Title: Racial and socioeconomic disparity in perforated appendicitis among children: Where is the problem?
Country: United States
Age: Pediatric Only
Sex: All Sexes
Population: Multiple Groups
Care Setting: Emergency Department
Clinical Setting: GI/Abdominal
Data Level: Single Institution
Data Type: EHR
Data Source: Local data
Conclusion: No Disparities Based on Patient Race/Ethnicity
Health OutComes Reported: Yes
Free Text Conclusion: Equal rates of imaging for suspected appendicitis in all groups. No difference in perforation rate by race.

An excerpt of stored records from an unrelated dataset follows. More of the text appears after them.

//! Миграция: токены агентов и таблица снимков метрик.

use sea_orm_migration::prelude::*;

pub struct Migration;

impl MigrationName for Migration {
    fn name(&self) -> &str {
        "m003_create_metrics"
    }
}

#[async_trait::async_trait]
impl MigrationTrait for Migration {
    async fn up(&self, manager: &SchemaManager) -> Result<(), DbErr> {
        // SQLite не умеет несколько ADD COLUMN в одном ALTER
        manager
            .alter_table(
                Table::alter()
                    .table(Servers::Table)
                    .add_column(ColumnDef::new(Servers::AgentToken).string_len(64).null())
                    .to_owned(),
            )
            .await?;
        manager
            .alter_table(
                Table::alter()
                    .table(Servers::Table)
                    .add_column(ColumnDef::new(Servers::AgentTokenHash).string_len(64).null())
                    .to_owned(),
            )
            .await?;

        // Агент ищется по хэшу токена; ADD COLUMN ... UNIQUE в SQLite нет
        manager
            .create_index(
                Index::create()
                    .table(Servers::Table)
                    .col(Servers::AgentTokenHash)
                    .name("ix_servers_agent_token_hash")
                    .unique()
                    .to_owned(),
            )
            .await?;

        manager
            .create_table(
                Table::create()
                    .table(ServerMetrics::Table)
                    .if_not_exists()
                    .col(
                        ColumnDef::new(ServerMetrics::Id)
                            .integer()
                            .not_null()
                            .auto_increment()
                            .primary_key(),
                    )
                    .col(ColumnDef::new(ServerMetrics::ServerId).integer().not_null())
                    .col(ColumnDef::new(ServerMetrics::CpuPercent).double().not_null())
                    .col(ColumnDef::new(ServerMetrics::MemoryPercent).double().not_null())
                    .col(ColumnDef::new(ServerMetrics::MemoryUsedMb).big_integer().not_null())
                    .col(ColumnDef::new(ServerMetrics::MemoryTotalMb).big_integer().not_null())
                    .col(ColumnDef::new(ServerMetrics::DiskPercent).double().not_null())
                    .col(ColumnDef::new(ServerMetrics::DiskUsedGb).double().not_null())
                    .col(ColumnDef::new(ServerMetrics::DiskTotalGb).double().not_null())
                    .col(ColumnDef::new(ServerMetrics::UptimeSeconds).big_integer().not_null())
                    .col(ColumnDef::new(ServerMetrics::LoadAvg1).double().null())
                    .col(ColumnDef::new(ServerMetrics::LoadAvg5).double().null())
                    .col(ColumnDef::new(ServerMetrics::LoadAvg15).double().null())
                    .col(
                        ColumnDef::new(ServerMetrics::CollectedAt)
                            .timestamp_with_time_zone()
                            .not_null(),
                    )
                    .foreign_key(
                        ForeignKey::create()
                            .name("fk_server_metrics_server_id")
                            .from(ServerMetrics::Table, ServerMetrics::ServerId)
                            .to(Servers::Table, Servers::Id)
                            .on_delete(ForeignKeyAction::Cascade),
                    )
                    .to_owned(),
            )
            .await?;

        // История сервера всегда выбирается по server_id и времени
        manager
            .create_index(
                Index::create()
                    .table(ServerMetrics::Table)
                    .col(ServerMetrics::ServerId)
                    .col(ServerMetrics::CollectedAt)
                    .name("ix_server_metrics_server_time")
                    .to_owned(),
            )
            .await
    }

    async fn down(&self, manager: &SchemaManager) -> Result<(), DbErr> {
        manager
            .drop_table(Table::drop().table(ServerMetrics::Table).to_owned())
            .await?;
        manager
            .drop_index(
                Index::drop()
                    .name("ix_servers_agent_token_hash")
                    .table(Servers::Table)
                    .to_owned(),
            )
            .await?;
        manager
            .alter_table(
                Table::alter()
                    .table(Servers::Table)
                    .drop_column(Servers::AgentTokenHash)
                    .to_owned(),
            )
            .await?;
        manager
            .alter_table(
                Table::alter()
                    .table(Servers::Table)
                    .drop_column(Servers::AgentToken)
                    .to_owned(),
            )
            .await
    }
}

#[derive(Iden)]
enum Servers {
    Table,
    Id,
    AgentToken,
    AgentTokenHash,
}

#[derive(Iden)]
enum ServerMetrics {
    Table,
    Id,
    ServerId,
    CpuPercent,
    MemoryPercent,
    MemoryUsedMb,
    MemoryTotalMb,
    DiskPercent,
    DiskUsedGb,
    DiskTotalGb,
    UptimeSeconds,
    #[iden = "load_avg_1"]
    LoadAvg1,
    #[iden = "load_avg_5"]
    LoadAvg5,
    #[iden = "load_avg_15"]
    LoadAvg15,
    CollectedAt,
}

Abstract: OBJECTIVE. Significant racial, ethnic, and socioeconomic disparities have been observed in the rates of perforated appendicitis among children, by using large administrative databases. This study evaluated whether these factors had an impact on the care of patients with appendicitis at a major children's hospital with a well-established, comprehensive, primary referral system. METHODS. A retrospective analysis was performed for all children between the ages of 2 and 20 years who were treated for appendicitis between January 1, 2001, and December 31, 2003. Demographic variables included patient age, gender, race, insurance status, parental educational status, and income level. Coding data were used to identify patients with perforated appendicitis. The use of radiologic imaging was also analyzed. RESULTS. During the 3-year period, 788 patients were treated for appendicitis. The racial distribution (white: 81%; black: 12%; other: 7%) was consistent with the demographic composition of the local population. The overall perforation rate was 25%, and the rate was significantly greater in the age group of <6 years, compared with older children. However, there were no significant differences in the perforation rate with respect to race, insurance status, educational level, or income status. Rates of radiologic imaging use were similar among all racial and socioeconomic groups. CONCLUSIONS. Although racial and socioeconomic disparities in the rates of perforated appendicitis among children have been reported, we found no significant evidence for such inequality at our institution. This may reflect improved access, early diagnosis, and referral by primary care physicians in the community. Pooled national and multiple-state administrative databases have been used to highlight persistent disparities in health care. This study illustrates how single-institution data sources can be used to test a local hypothesis generated by national data, with surprisingly different results.